[Stored data entries]
==========

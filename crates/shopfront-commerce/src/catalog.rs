//! Product catalog management.

use shopfront_core::error::{ShopError, ShopResult};
use shopfront_core::models::media::ImageRef;
use shopfront_core::models::product::{
    Category, CreateProduct, MAX_PRICE, Product, ProductFilter, UpdateProduct,
};
use shopfront_core::repository::{PaginatedResult, Pagination, ProductRepository};
use tracing::info;
use uuid::Uuid;

/// Product fields supplied by an administrator. The owner is the acting
/// administrator and is filled in by the service.
#[derive(Debug, Clone)]
pub struct ProductDraft {
    pub name: String,
    pub description: String,
    pub brand: Option<String>,
    pub price: f64,
    pub category: Category,
    pub tags: Vec<String>,
    pub stock: u32,
    pub images: Vec<ImageRef>,
}

fn check_name(name: &str) -> ShopResult<()> {
    if name.trim().is_empty() {
        return Err(ShopError::validation("Please enter product name"));
    }
    Ok(())
}

fn check_description(description: &str) -> ShopResult<()> {
    if description.trim().is_empty() {
        return Err(ShopError::validation("Please enter product description"));
    }
    Ok(())
}

fn check_price(price: f64) -> ShopResult<()> {
    if !price.is_finite() || !(0.0..=MAX_PRICE).contains(&price) {
        return Err(ShopError::validation(format!(
            "Price must be between 0 and {MAX_PRICE}"
        )));
    }
    Ok(())
}

pub struct CatalogService<P: ProductRepository> {
    products: P,
}

impl<P: ProductRepository> CatalogService<P> {
    pub fn new(products: P) -> Self {
        Self { products }
    }

    pub async fn create_product(&self, owner_id: Uuid, draft: ProductDraft) -> ShopResult<Product> {
        check_name(&draft.name)?;
        check_description(&draft.description)?;
        check_price(draft.price)?;

        let product = self
            .products
            .create(CreateProduct {
                name: draft.name.trim().to_string(),
                description: draft.description,
                brand: draft.brand.filter(|b| !b.trim().is_empty()),
                price: draft.price,
                category: draft.category,
                tags: draft.tags,
                stock: draft.stock,
                images: draft.images,
                owner_id,
            })
            .await?;

        info!(product_id = %product.id, slug = %product.slug, "Product created");
        Ok(product)
    }

    pub async fn get_product(&self, id: Uuid) -> ShopResult<Product> {
        self.products.get_by_id(id).await
    }

    /// Public listing. A page past the end is an empty result.
    pub async fn list_products(
        &self,
        filter: ProductFilter,
        pagination: Pagination,
    ) -> ShopResult<PaginatedResult<Product>> {
        if let (Some(min), Some(max)) = (filter.min_price, filter.max_price) {
            if min > max {
                return Err(ShopError::validation(
                    "Minimum price cannot exceed maximum price",
                ));
            }
        }
        self.products.list(filter, pagination).await
    }

    pub async fn admin_list_products(
        &self,
        pagination: Pagination,
    ) -> ShopResult<PaginatedResult<Product>> {
        self.products.list(ProductFilter::default(), pagination).await
    }

    /// Apply a whitelisted update. Returns the updated product and the
    /// images it replaced (empty unless new images were supplied).
    pub async fn update_product(
        &self,
        id: Uuid,
        update: UpdateProduct,
    ) -> ShopResult<(Product, Vec<ImageRef>)> {
        if update.is_empty() {
            return Err(ShopError::validation("No data provided to update"));
        }
        if let Some(name) = &update.name {
            check_name(name)?;
        }
        if let Some(description) = &update.description {
            check_description(description)?;
        }
        if let Some(price) = update.price {
            check_price(price)?;
        }

        let current = self.products.get_by_id(id).await?;
        let replaced = if update.images.is_some() {
            current.images
        } else {
            Vec::new()
        };

        let product = self.products.update(id, update).await?;
        info!(product_id = %id, "Product updated");
        Ok((product, replaced))
    }

    /// Remove a product. The returned product still carries its images so
    /// the caller can discard them.
    pub async fn delete_product(&self, id: Uuid) -> ShopResult<Product> {
        let product = self.products.delete(id).await?;
        info!(product_id = %id, "Product deleted");
        Ok(product)
    }
}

==========

=== YOUR GOAL ===
Transcribe each record above exactly. Skip none.

=== WRITTEN RESPONSE ===
filename crates/shopfront-commerce/src/catalog.rs
//! Product catalog management.

use shopfront_core::error::{ShopError, ShopResult};
use shopfront_core::models::media::ImageRef;
use shopfront_core::models::product::{
    Category, CreateProduct, MAX_PRICE, Product, ProductFilter, UpdateProduct,
};
use shopfront_core::repository::{PaginatedResult, Pagination, ProductRepository};
use tracing::info;
use uuid::Uuid;

/// Product fields supplied by an administrator. The owner is the acting
/// administrator and is filled in by the service.
#[derive(Debug, Clone)]
pub struct ProductDraft {
    pub name: String,
    pub description: String,
    pub brand: Option<String>,
    pub price: f64,
    pub category: Category,
    pub tags: Vec<String>,
    pub stock: u32,
    pub images: Vec<ImageRef>,
}

fn check_name(name: &str) -> ShopResult<()> {
    if name.trim().is_empty() {
        return Err(ShopError::validation("Please enter product name"));
    }
    Ok(())
}

fn check_description(description: &str) -> ShopResult<()> {
    if description.trim().is_empty() {
        return Err(ShopError::validation("Please enter product description"));
    }
    Ok(())
}

fn check_price(price: f64) -> ShopResult<()> {
    if !price.is_finite() || !(0.0..=MAX_PRICE).contains(&price) {
        return Err(ShopError::validation(format!(
            "Price must be between 0 and {MAX_PRICE}"
        )));
    }
    Ok(())
}

pub struct CatalogService<P: ProductRepository> {
    products: P,
}

impl<P: ProductRepository> CatalogService<P> {
    pub fn new(products: P) -> Self {
        Self { products }
    }

    pub async fn create_product(&self, owner_id: Uuid, draft: ProductDraft) -> ShopResult<Product> {
        check_name(&draft.name)?;
        check_description(&draft.description)?;
        check_price(draft.price)?;

        let product = self
            .products
            .create(CreateProduct {
                name: draft.name.trim().to_string(),
                description: draft.description,
                brand: draft.brand.filter(|b| !b.trim().is_empty()),
                price: draft.price,
                category: draft.category,
                tags: draft.tags,
                stock: draft.stock,
                images: draft.images,
                owner_id,
            })
            .await?;

        info!(product_id = %product.id, slug = %product.slug, "Product created");
        Ok(product)
    }

    pub async fn get_product(&self, id: Uuid) -> ShopResult<Product> {
        self.products.get_by_id(id).await
    }

    /// Public listing. A page past the end is an empty result.
    pub async fn list_products(
        &self,
        filter: ProductFilter,
        pagination: Pagination,
    ) -> ShopResult<PaginatedResult<Product>> {
        if let (Some(min), Some(max)) = (filter.min_price, filter.max_price) {
            if min > max {
                return Err(ShopError::validation(
                    "Minimum price cannot exceed maximum price",
                ));
            }
        }
        self.products.list(filter, pagination).await
    }

    pub async fn admin_list_products(
        &self,
        pagination: Pagination,
    ) -> ShopResult<PaginatedResult<Product>> {
        self.products.list(ProductFilter::default(), pagination).await
    }

    /// Apply a whitelisted update. Returns the updated product and the
    /// images it replaced (empty unless new images were supplied).
    pub async fn update_product(
        &self,
        id: Uuid,
        update: UpdateProduct,
    ) -> ShopResult<(Product, Vec<ImageRef>)> {
        if update.is_empty() {
            return Err(ShopError::validation("No data provided to update"));
        }
        if let Some(name) = &update.name {
            check_name(name)?;
        }
        if let Some(description) = &update.description {
            check_description(description)?;
        }
        if let Some(price) = update.price {
            check_price(price)?;
        }

        let current = self.products.get_by_id(id).await?;
        let replaced = if update.images.is_some() {
            current.images
        } else {
            Vec::new()
        };

        let product = self.products.update(id, update).await?;
        info!(product_id = %id, "Product updated");
        Ok((product, replaced))
    }

    /// Remove a product. The returned product still carries its images so
    /// the caller can discard them.
    pub async fn delete_product(&self, id: Uuid) -> ShopResult<Product> {
        let product = self.products.delete(id).await?;
        info!(product_id = %id, "Product deleted");
        Ok(product)
    }
}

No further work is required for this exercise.